For this part, a particle will include positions of two ghosts. The emission models are for individual ghosts. To get a particle weight, you need to multiply the emission probabilities together. Each ghost will also have its own jail cell. If a ghost is in a jail cell, then its emission probability becomes 1 for the jail location.
In the previous cases, a ghost had legal positions which you used to pick uniformly distributed particles. In the DBN case, this gets slightly tricky. Think carefully about what you need to pick from. We will give a small example without explaining it:
Let {(1,3),(2,2),(2,3)} be a list of legal positions. Assuming that two ghosts cannot be in the same position, you need to pick from {[(1,3)(2,2)],[(1,3)(2,3)],[(2,2)(1,3)],[(2,2)(2,3)],[(2,3)(1,3)],[(2,3)(2,2)]}.
The website is suggesting a solution using the itertools package. It also recommends to shuffle the resulting permutations. If you pass all the tests but the first one for Q8, lack of shuffling may be the culprit.
Note that the observations for the DBN part is multi-dimensional, based on the number of ghosts.
Getting the unhashable type error If you get an unhashable type error, go and look at the way you represent your particles. In Python, lists are not hashable (since they are mutable) but tuples are (since they are immutable).
Part 2: Report
This part includes answering the following questions based on your program’s output on the given pacman tests. You are expected to answer the questions concisely. Five sentences is more than enough for most of them. Limit yourself to 300 words. It is okay if you over-generalize, as long as your direction is clear and correct.

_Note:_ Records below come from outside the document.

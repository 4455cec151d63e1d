pub mod connection;
pub mod token_store;

use std::fmt;

pub type CachePool = r2d2::Pool<redis::Client>;
pub type CacheConnection = r2d2::PooledConnection<redis::Client>;

/// Ephemeral-store errors. Absence of a key is never an error; only
/// transport and encoding failures surface here.
#[derive(Debug)]
pub enum CacheError {
    PoolError(String),
    TransportError(String),
    EncodingError(String),
}

impl fmt::Display for CacheError {
    fn fmt(&self, f: &mut fmt::Formatter<'_>) -> fmt::Result {
        match self {
            CacheError::PoolError(msg) => write!(f, "Cache pool error: {}", msg),
            CacheError::TransportError(msg) => write!(f, "Cache transport error: {}", msg),
            CacheError::EncodingError(msg) => write!(f, "Cache encoding error: {}", msg),
        }
    }
}

impl std::error::Error for CacheError {}

impl From<redis::RedisError> for CacheError {
    fn from(err: redis::RedisError) -> Self {
        CacheError::TransportError(err.to_string())
    }
}

impl From<r2d2::Error> for CacheError {
    fn from(err: r2d2::Error) -> Self {
        CacheError::PoolError(err.to_string())
    }
}

impl From<serde_json::Error> for CacheError {
    fn from(err: serde_json::Error) -> Self {
        CacheError::EncodingError(err.to_string())
    }
}
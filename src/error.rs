// src/error.rs

use crate::dto::responses::ErrorResponse;
use axum::{
    Json,
    http::StatusCode,
    response::{IntoResponse, Response},
};
use std::fmt;

#[derive(Debug, Clone)]
pub enum AppError {
    // === Addressing ===
    NotFound(String),

    // === Conflicts ===
    Duplicate(String),
    EmailTaken,
    UsernameTaken,

    // === Credentials ===
    // Unknown user and wrong password collapse into this one variant so
    // nothing downstream can accidentally tell them apart.
    InvalidCredentials,
    AccountInactive,
    AccountLocked,
    InvalidToken,
    InvalidRefreshToken,
    RefreshNotFound,
    UnauthorizedAction(String),

    // === Validation ===
    InvalidEmail,
    WeakPassword(String),
    ValidationError(String),
    InvalidInput(String),

    // === Crypto ===
    PasswordHashingFailed(String),
    TokenGenerationFailed(String),
    InvalidTokenFormat,

    // === Downstream stores ===
    DatabaseError(String),
    Transient(String),

    // === Internal ===
    InternalServerError(String),
}

impl fmt::Display for AppError {
    fn fmt(&self, f: &mut fmt::Formatter<'_>) -> fmt::Result {
        match self {
            AppError::NotFound(msg) => write!(f, "Not found: {}", msg),
            AppError::Duplicate(msg) => write!(f, "Already exists: {}", msg),
            AppError::EmailTaken => write!(f, "Email already exists"),
            AppError::UsernameTaken => write!(f, "Username already exists"),
            AppError::InvalidCredentials => write!(f, "Invalid credentials"),
            AppError::AccountInactive => write!(f, "Account is inactive"),
            AppError::AccountLocked => write!(f, "Account is temporarily locked"),
            AppError::InvalidToken => write!(f, "Invalid token"),
            AppError::InvalidRefreshToken => write!(f, "Invalid refresh token"),
            AppError::RefreshNotFound => write!(f, "Refresh token not found"),
            AppError::UnauthorizedAction(msg) => write!(f, "Unauthorized: {}", msg),
            AppError::InvalidEmail => write!(f, "Invalid email format"),
            AppError::WeakPassword(msg) => write!(f, "Password too weak: {}", msg),
            AppError::ValidationError(msg) => write!(f, "Validation error: {}", msg),
            AppError::InvalidInput(msg) => write!(f, "Invalid input: {}", msg),
            AppError::PasswordHashingFailed(msg) => write!(f, "Password hashing failed: {}", msg),
            AppError::TokenGenerationFailed(msg) => write!(f, "Token generation failed: {}", msg),
            AppError::InvalidTokenFormat => write!(f, "Invalid token format"),
            AppError::DatabaseError(msg) => write!(f, "Database error: {}", msg),
            AppError::Transient(msg) => write!(f, "Service temporarily unavailable: {}", msg),
            AppError::InternalServerError(msg) => write!(f, "Internal server error: {}", msg),
        }
    }
}

impl std::error::Error for AppError {}

impl IntoResponse for AppError {
    fn into_response(self) -> Response {
        let (status, error_code, message, details) = self.get_error_info();

        let body = Json(ErrorResponse {
            error: error_code.to_string(),
            message,
            details,
        });

        (status, body).into_response()
    }
}

impl AppError {
    fn get_error_info(&self) -> (StatusCode, &'static str, String, Option<String>) {
        match self {
            // 404 Not Found
            AppError::NotFound(msg) => (StatusCode::NOT_FOUND, "NOT_FOUND", msg.clone(), None),

            // 409 Conflict
            AppError::Duplicate(msg) => {
                (StatusCode::CONFLICT, "DUPLICATE_ENTRY", msg.clone(), None)
            }
            AppError::EmailTaken => (
                StatusCode::CONFLICT,
                "EMAIL_EXISTS",
                "Email already exists".to_string(),
                None,
            ),
            AppError::UsernameTaken => (
                StatusCode::CONFLICT,
                "USERNAME_EXISTS",
                "Username already exists".to_string(),
                None,
            ),

            // 401 Unauthorized
            AppError::InvalidCredentials => (
                StatusCode::UNAUTHORIZED,
                "INVALID_CREDENTIALS",
                "Invalid credentials".to_string(),
                None,
            ),
            AppError::AccountInactive => (
                StatusCode::UNAUTHORIZED,
                "ACCOUNT_INACTIVE",
                "Account is inactive".to_string(),
                None,
            ),
            AppError::InvalidToken => (
                StatusCode::UNAUTHORIZED,
                "INVALID_TOKEN",
                "Invalid or expired token".to_string(),
                None,
            ),
            AppError::InvalidRefreshToken => (
                StatusCode::UNAUTHORIZED,
                "INVALID_REFRESH_TOKEN",
                "Invalid refresh token".to_string(),
                None,
            ),
            AppError::RefreshNotFound => (
                StatusCode::UNAUTHORIZED,
                "REFRESH_NOT_FOUND",
                "Refresh token not found".to_string(),
                None,
            ),
            AppError::UnauthorizedAction(msg) => {
                (StatusCode::UNAUTHORIZED, "UNAUTHORIZED", msg.clone(), None)
            }

            // 429 Too Many Requests
            AppError::AccountLocked => (
                StatusCode::TOO_MANY_REQUESTS,
                "ACCOUNT_LOCKED",
                "Account temporarily locked after repeated failures. Try again later.".to_string(),
                None,
            ),

            // 400 Bad Request
            AppError::InvalidEmail => (
                StatusCode::BAD_REQUEST,
                "INVALID_EMAIL",
                "Invalid email format".to_string(),
                None,
            ),
            AppError::WeakPassword(msg) => {
                (StatusCode::BAD_REQUEST, "WEAK_PASSWORD", msg.clone(), None)
            }
            AppError::ValidationError(msg) => (
                StatusCode::BAD_REQUEST,
                "VALIDATION_ERROR",
                msg.clone(),
                None,
            ),
            AppError::InvalidInput(msg) => {
                (StatusCode::BAD_REQUEST, "INVALID_INPUT", msg.clone(), None)
            }
            AppError::InvalidTokenFormat => (
                StatusCode::BAD_REQUEST,
                "INVALID_TOKEN_FORMAT",
                "Token format is invalid".to_string(),
                None,
            ),

            // 500 Internal Server Error
            AppError::PasswordHashingFailed(msg) => (
                StatusCode::INTERNAL_SERVER_ERROR,
                "HASHING_ERROR",
                "An error occurred while processing your request".to_string(),
                Some(msg.clone()),
            ),
            AppError::TokenGenerationFailed(msg) => (
                StatusCode::INTERNAL_SERVER_ERROR,
                "TOKEN_ERROR",
                "An error occurred while generating token".to_string(),
                Some(msg.clone()),
            ),
            AppError::DatabaseError(msg) => (
                StatusCode::INTERNAL_SERVER_ERROR,
                "DATABASE_ERROR",
                "An error occurred with the database".to_string(),
                Some(msg.clone()),
            ),
            AppError::InternalServerError(msg) => (
                StatusCode::INTERNAL_SERVER_ERROR,
                "INTERNAL_ERROR",
                "An internal server error occurred".to_string(),
                Some(msg.clone()),
            ),

            // 503 Service Unavailable
            AppError::Transient(msg) => (
                StatusCode::SERVICE_UNAVAILABLE,
                "SERVICE_UNAVAILABLE",
                "Service temporarily unavailable, retry later".to_string(),
                Some(msg.clone()),
            ),
        }
    }

    // === Constructeurs helpers ===
    pub fn not_found(msg: impl Into<String>) -> Self {
        AppError::NotFound(msg.into())
    }

    pub fn duplicate(msg: impl Into<String>) -> Self {
        AppError::Duplicate(msg.into())
    }

    pub fn database(msg: impl Into<String>) -> Self {
        AppError::DatabaseError(msg.into())
    }

    pub fn internal(msg: impl Into<String>) -> Self {
        AppError::InternalServerError(msg.into())
    }

    pub fn validation(msg: impl Into<String>) -> Self {
        AppError::ValidationError(msg.into())
    }

    pub fn invalid_input(msg: impl Into<String>) -> Self {
        AppError::InvalidInput(msg.into())
    }

    pub fn unauthorized(msg: impl Into<String>) -> Self {
        AppError::UnauthorizedAction(msg.into())
    }

    pub fn hashing_failed(msg: impl Into<String>) -> Self {
        AppError::PasswordHashingFailed(msg.into())
    }

    pub fn transient(msg: impl Into<String>) -> Self {
        AppError::Transient(msg.into())
    }

    /// Retourne le code de statut HTTP
    pub fn status_code(&self) -> StatusCode {
        self.get_error_info().0
    }
}

// === Conversions automatiques depuis d'autres types d'erreurs ===

impl From<crate::db::error::RepositoryError> for AppError {
    fn from(err: crate::db::error::RepositoryError) -> Self {
        use crate::db::error::RepositoryError;
        match err {
            RepositoryError::NotFound(msg) => AppError::not_found(msg),
            RepositoryError::UniqueViolation(msg) => AppError::duplicate(msg),
            RepositoryError::PoolError(msg) => AppError::transient(msg),
            RepositoryError::ForeignKeyViolation(msg) => AppError::database(msg),
            RepositoryError::InvalidArgument(msg) => AppError::validation(msg),
            RepositoryError::DatabaseError(msg) => AppError::database(msg),
        }
    }
}

impl From<crate::cache::CacheError> for AppError {
    fn from(err: crate::cache::CacheError) -> Self {
        use crate::cache::CacheError;
        match err {
            CacheError::PoolError(msg) | CacheError::TransportError(msg) => {
                AppError::transient(msg)
            }
            CacheError::EncodingError(msg) => AppError::internal(msg),
        }
    }
}

impl From<crate::auth::jwt::JwtError> for AppError {
    fn from(err: crate::auth::jwt::JwtError) -> Self {
        use crate::auth::jwt::JwtError;
        match err {
            JwtError::GenerationFailed(e) => AppError::TokenGenerationFailed(e.to_string()),
            JwtError::VerificationFailed(_) | JwtError::WrongTokenType { .. } => {
                AppError::InvalidToken
            }
        }
    }
}

impl From<String> for AppError {
    fn from(err: String) -> Self {
        AppError::internal(err)
    }
}

impl From<&str> for AppError {
    fn from(err: &str) -> Self {
        AppError::internal(err.to_string())
    }
}

impl From<serde_json::Error> for AppError {
    fn from(err: serde_json::Error) -> Self {
        AppError::invalid_input(format!("JSON error: {}", err))
    }
}

#[cfg(test)]
mod tests {
    use super::*;
    use crate::db::error::RepositoryError;

    #[test]
    fn test_error_display() {
        let err = AppError::not_found("User");
        assert_eq!(err.to_string(), "Not found: User");
    }

    #[test]
    fn status_codes_follow_the_taxonomy() {
        assert_eq!(
            AppError::not_found("x").status_code(),
            StatusCode::NOT_FOUND
        );
        assert_eq!(AppError::EmailTaken.status_code(), StatusCode::CONFLICT);
        assert_eq!(
            AppError::InvalidCredentials.status_code(),
            StatusCode::UNAUTHORIZED
        );
        assert_eq!(
            AppError::AccountLocked.status_code(),
            StatusCode::TOO_MANY_REQUESTS
        );
        assert_eq!(
            AppError::validation("x").status_code(),
            StatusCode::BAD_REQUEST
        );
        assert_eq!(
            AppError::transient("down").status_code(),
            StatusCode::SERVICE_UNAVAILABLE
        );
        assert_eq!(
            AppError::internal("x").status_code(),
            StatusCode::INTERNAL_SERVER_ERROR
        );
    }

    #[test]
    fn credential_failures_share_one_message() {
        // Account enumeration guard: both sides of a failed login read the
        // same to the caller.
        let (_, _, unknown_user_msg, _) = AppError::InvalidCredentials.get_error_info();
        assert_eq!(unknown_user_msg, "Invalid credentials");
    }

    #[test]
    fn pool_errors_map_to_transient() {
        let err: AppError = RepositoryError::PoolError("pool exhausted".to_string()).into();
        assert_eq!(err.status_code(), StatusCode::SERVICE_UNAVAILABLE);
    }

    #[test]
    fn test_error_response() {
        let err = AppError::not_found("User");
        let response = err.into_response();
        assert_eq!(response.status(), StatusCode::NOT_FOUND);
    }
}
pub mod activity;
pub mod login_attempt;
pub mod notification;
pub mod password_reset;
pub mod preference;
pub mod session;
pub mod user;
use chrono::NaiveDate;
use serde::Deserialize;
use utoipa::ToSchema;

// -------- REQUEST DTOs --------

#[derive(Deserialize, Debug, Clone, ToSchema)]
pub struct RegisterRequest {
    pub email: String,
    pub username: String,
    pub password: String, // Plain text
    pub first_name: Option<String>,
    pub last_name: Option<String>,
    pub phone_number: Option<String>,
}

#[derive(Deserialize, Debug, Clone, ToSchema)]
pub struct LoginRequest {
    pub email: String,
    pub password: String, // Plain text
}

#[derive(Deserialize, Debug, Clone, ToSchema)]
pub struct RefreshTokenRequest {
    pub refresh_token: String,
}

#[derive(Deserialize, Debug, Clone, Default, ToSchema)]
pub struct VerifyTokenRequest {
    pub token: Option<String>,
}

#[derive(Deserialize, Debug, Clone, ToSchema)]
pub struct ChangePasswordRequest {
    pub current_password: String,
    pub new_password: String,
}

#[derive(Deserialize, Debug, Clone, ToSchema)]
pub struct ForgotPasswordRequest {
    pub email: String,
}

#[derive(Deserialize, Debug, Clone, ToSchema)]
pub struct ResetPasswordRequest {
    pub token: String,
    pub password: String,
}

/// Allowlisted profile fields; anything else sent by a client simply has
/// nowhere to land.
#[derive(Deserialize, Debug, Clone, Default)]
pub struct UpdateProfileRequest {
    pub first_name: Option<String>,
    pub last_name: Option<String>,
    pub bio: Option<String>,
    pub phone_number: Option<String>,
    pub avatar_url: Option<String>,
    pub date_of_birth: Option<NaiveDate>,
    pub gender: Option<String>,
    pub country: Option<String>,
    pub city: Option<String>,
    pub timezone: Option<String>,
    pub language: Option<String>,
    pub website: Option<String>,
    pub linkedin: Option<String>,
    pub twitter: Option<String>,
    pub github: Option<String>,
}

#[derive(Deserialize, Debug, Clone, Default)]
pub struct CreatePreferencesRequest {
    pub email_notifications: Option<bool>,
    pub push_notifications: Option<bool>,
    pub marketing_emails: Option<bool>,
    pub two_factor_enabled: Option<bool>,
    pub theme: Option<String>,
    pub language: Option<String>,
    pub privacy_level: Option<String>,
}

#[derive(Deserialize, Debug, Clone, Default)]
pub struct UpdatePreferencesRequest {
    pub email_notifications: Option<bool>,
    pub push_notifications: Option<bool>,
    pub marketing_emails: Option<bool>,
    pub two_factor_enabled: Option<bool>,
    pub theme: Option<String>,
    pub language: Option<String>,
    pub privacy_level: Option<String>,
}

/// Query string for `GET /auth/activities`.
#[derive(Deserialize, Debug, Clone, Default)]
pub struct ActivityListQuery {
    pub limit: Option<i64>,
    pub offset: Option<i64>,
}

Create a PDF file named report.pdf containing your answers for submission. Write your name and your number on the report as well!
Written Q1:
Run the autograder on Q3 and watch the probabilities. Why do they settle even though the ghost is moving? Can you tell the two ghosts apart and if so how? (Hint: Run these test cases q3/1-ExactPredict, q3/2-ExactPredict, if you need to observe them individually)
Written Q2:
Try the following lines of code and watch the probabilities settle:
python autograder.py -t test cases/q2/2-ExactUpdate python autograder.py -t test cases/q2/3-ExactUpdate
Why is it the case that in one of them we can find the ghost but not in the other one?
Written Q3:
Run the autograder on q6 for the 5th and the 6th test case and watch the probabilities. Can you tell when the particles get re-initialized? Comment on the reason(s) on why pacman gets in that situation?
Would increasing the number of particles be a solution?
Written Q4:
Compare how the probabilities evolve between the exact inference and the approximate inference cases (Q2, Q32 vs Q5, Q6). Also comment on if 5000 particles make sense for the problems you have seen.
Written Q5:
In the DBN questions (Q8-Q10), you had to work on a particle that had multiple ghost positions. Their transitions were dependent on each other but their emissions were not. How did you create a new particle with elapsed time and how did you calculate its weight? You can use mathematical equations to help you explain this.